分兩次酶切。即先用一種酶切,膠回收后再用另一種酶切。一般先低鹽后高鹽,這種方法保證了在各自的酶切緩沖液中都得到zui大的酶切效率,但缺點是要回收,損失大 ;
(C)克隆到T載體中,值得推薦的方法,克隆到T載體中,不須要考慮受這個條件的限制,酶切位點也可以用T載體上自帶的。
(2)酶切溫度。酶切溫度也很重要,一般的酶切zui適溫度為37度,有些特殊的酶的反應溫度不同,如Sma Ⅰ為30度。雙酶切時這種情況下分開切,先低溫后高溫。

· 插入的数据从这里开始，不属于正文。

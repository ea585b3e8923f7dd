// Prompt for the job posting × résumé analysis.
// The shared system prompt lives in llm_client::prompts.

/// Stands in for the résumé when none was uploaded or it had no extractable text.
pub const NO_RESUME_PLACEHOLDER: &str = "No resume provided.";

/// Builds the user prompt. The four `###` sections are what the client renders.
pub fn build_analysis_prompt(job_content: &str, resume_text: Option<&str>) -> String {
    let resume = resume_text
        .filter(|r| !r.trim().is_empty())
        .unwrap_or(NO_RESUME_PLACEHOLDER);

    format!(
        r#"Analyze the job posting and the current resume below.
Rate the resume by how many of the posting's key terms it already covers, then advise which keywords to add and how to reshape the resume to match the posting.

Format the entire output in Markdown.

CURRENT RESUME:
{resume}

JOB POSTING:
{job_content}

Return exactly these sections:

### 1. Core Technical Skills & Qualifications Required
Concise bullet points: programming languages, tools, frameworks, systems and certifications the posting names.

### 2. Critical Keywords & Phrases to Include
High-impact terms and acronyms an applicant tracking system (ATS) will match on.

### 3. Must-Have Experience or Background
Years of experience, domains (e.g. fintech, cloud) and project types the posting expects.

### 4. Tailoring Recommendations
* **Current Rating:** a score from 0 to 100 for how well this resume fits the posting (required).
* **Resume Sections:** which sections to emphasize or reorder (optional).
* **Bullet Points:** specific bullets to revise or add, with metrics.
* **Content to Remove:** what to downplay or drop.
"#
    )
}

(3)酶切時間。酶切時間直接影響到酶切是否,一般為1-3h,這個時間已經足夠,對于一些活性較好的酶,30min就可以酶切,建議在酶切1h后取5ul跑電泳以鑒定酶切效率;PCR產物的酶切時間較長,一般24小時。
(4)酶失活。如果使用酶解凍后放置太久,可能導致酶失活。這種情況較少見,只能換新酶。如果拿了不同公司的酶,buffer也不一樣,怎么辦?放心,可以用不同公司的酶進行雙酶切,一般不會有問題的。可以先查查NEB的酶在不同緩沖液中的活性百分比,選擇它們都有適中活性的buffer,每個公司生產的酶反應緩沖液針對特定內切酶是zui合適的!
(5)酶切體系。選用多大的酶切體系取決于你的樣品濃度,在雙酶切的時候為了得到質量高的電泳圖,尤其插入的是小片段DNA,酶切后產物量較少,可以增加酶切重組DNA的量和增加上樣量,建議酶切前測定一下DNA濃度或跑電泳看看DNA有多濃,做到心中有數。